Thursday, July 1, 2021
Today we hiked to Wildcat Basin.
This was our second of four hikes while staying at the Fall Mountain Lookout. The hike starts at the Road’s End Trailhead (although Road 1640 does not in fact end here, but continues a little it further). This trailhead is at 7,800′ so it gets you into the high country of the wilderness pretty easily.
The Malheur National Forest no longer stocks the permit box at the trailhead and now does these logbooks:
The hike started off on old road:
There were SO MANY of wildflowers along the old road:
We had views to our left looking southwest:
Continuing up the old road:
At 1.2 miles we reached the end of the road at an unsigned trail junction with a view down into the basin below. This area burned in the 2015 Canyon Creek Fire:
Above that basin on the right is Strawberry Mountain (photo taken in the afternoon on the hike back to the car):
We made a left and headed down the Pine Creek Trail:
We passed the junction where we would later complete our loop and continued down the Pine Creek Trail:
Wow, we saw a lot of phlox on this hike!
I don’t think this trail sees much use. The tread was pretty faint in spots:
At 2.4 miles the trail began a pretty steep descent down into Wildcat Basin:
We had to pass through an area of snowbrush, which is notorious for overtaking trails in burn areas. Fortunately the trail was easy to follow and wasn’t completely crowded by the brush:
There was some blowdown:
We saw some nice flax here:
Shortly before reaching the basin we passed these neat formations at the 2.9 mile mark. 15 million years ago volcanic eruptions created thick deposits of ash across what is now eastern Oregon. Erosion and the passage of time have exposed some of these ash layers and they look really cool:
We could see Canyon Mountain from here:
After taking a break we continued on, quickly reaching Wildcat Basin:
There is a little spring here, but it didn’t look like a reliable water source:
Someone left behind a tent and sleeping pad:
This is the junction with the Buckhorn Meadows Trail:
We continued on the Pine Creek Trail, hiking through the basin:
Continuing across Wildcat Basin, with faint tread at times, but we never lost the trail:
We saw more wildflowers:
And more snowbrush:
That’s Strawberry Mountain in the distance, which we would hike in a few days:
At 4.1 miles we reached the unsigned junction with the Indian Creek Trail and turned right:
We stopped at a little creek to filter some water. During this process I spotted a tick crawling on the front of my shirt. Yikes!

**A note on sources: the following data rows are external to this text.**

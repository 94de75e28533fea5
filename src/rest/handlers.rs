use std::{collections::BTreeMap, sync::Arc};

use axum::{
  extract::{Path, State},
  http::{
    HeaderMap, HeaderName, HeaderValue, StatusCode,
    header::{CACHE_CONTROL, CONTENT_TYPE},
  },
  response::{IntoResponse, Json, Response},
};
use tokio_util::sync::CancellationToken;
use tracing::{debug, warn};

use crate::{
  common::errors::ApiError,
  resolver::{ContentKind, ResolutionOutcome, Resolved, ResolutionRequest, Source},
  rest::models::*,
  server::AppState,
};

const NO_STORE: &str = "no-cache, no-store, must-revalidate";
const TEXT_PLAIN: &str = "text/plain; charset=utf-8";
/// Non-standard status answered when the source reports the media gone.
const MEDIA_UNAVAILABLE: u16 = 499;

/// GET /manifest.json
pub async fn manifest(State(state): State<Arc<AppState>>) -> Json<AddonManifest> {
  let icon = state
    .config
    .server
    .public_url
    .as_deref()
    .map(|base| format!("{}/icon.png", base.trim_end_matches('/')));
  Json(AddonManifest {
    id: "community.streamscout",
    version: env!("CARGO_PKG_VERSION"),
    name: "StreamScout",
    description: "HLS streams resolved from embed mirrors",
    icon,
    catalogs: Vec::new(),
    resources: vec!["stream"],
    types: vec!["movie", "series"],
    id_prefixes: vec!["tt"],
  })
}

/// GET /stream/{kind}/{id}.json
pub async fn stream(
  State(state): State<Arc<AppState>>,
  Path((kind, id)): Path<(String, String)>,
) -> Response {
  let Some(kind) = ContentKind::parse(&kind) else {
    return ApiError::not_found(format!("Unknown content type: {}", kind)).into_response();
  };
  let id = id.strip_suffix(".json").unwrap_or(&id);
  let request = ResolutionRequest::from_stream_id(kind, id);
  if request.content_id.is_empty() {
    return streams_response(StreamsResponse::default(), NO_STORE.to_string());
  }

  debug!("Stream request {:?} {}", kind, id);
  match state.resolver.resolve(&request).await {
    Resolved::Stream(found) => {
      let url = found
        .variant
        .map(|v| v.url)
        .unwrap_or(found.manifest_url);
      let ttl = state.config.cache.ttl_secs;
      streams_response(
        StreamsResponse {
          streams: vec![StreamEntry {
            url,
            title: found.source_identity,
          }],
        },
        format!("public, s-maxage={}, stale-while-revalidate=3600", ttl),
      )
    }
    Resolved::Unavailable { .. } | Resolved::NotFound => {
      streams_response(StreamsResponse::default(), NO_STORE.to_string())
    }
  }
}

We had been losing elevation for the entire hike and now we had to regain it, climbing up through a burn area in the hot sun:
Looking back the way we just came (Canyon Mountain on the left):
The trail was pretty faint in places:
We reached this very lush and very green meadow/marsh:
More ancient ash formations like the one we saw earlier:
This whole stretch was a bit of a slog. The trail hasn’t been maintained in awhile so in addition to trudging uphill in the hot sun we also had to climb over about 20 fallen trees. We were very relieved to finally complete the loop where the Indian Creek Trail met back up with the Pine Creek Trail, then we returned to the Road’s End Trail (the old road) and hiked through the wildflowers back to our car:
As you can see from those photos above, clouds really started building up in the afternoon and we were hearing thunder by the time we got back to the car at 2:30. We stopped by Logan Valley on the drive out where we could see the storms all around us and the occasional flash of lightning:
It’s too bad this trail doesn’t see more maintenance. Even though it’s a bummer to lose elevation at the beginning and gain elevation at the end, this is still a beautiful hike. The abundance of wildflowers was pretty unexpected and delightful.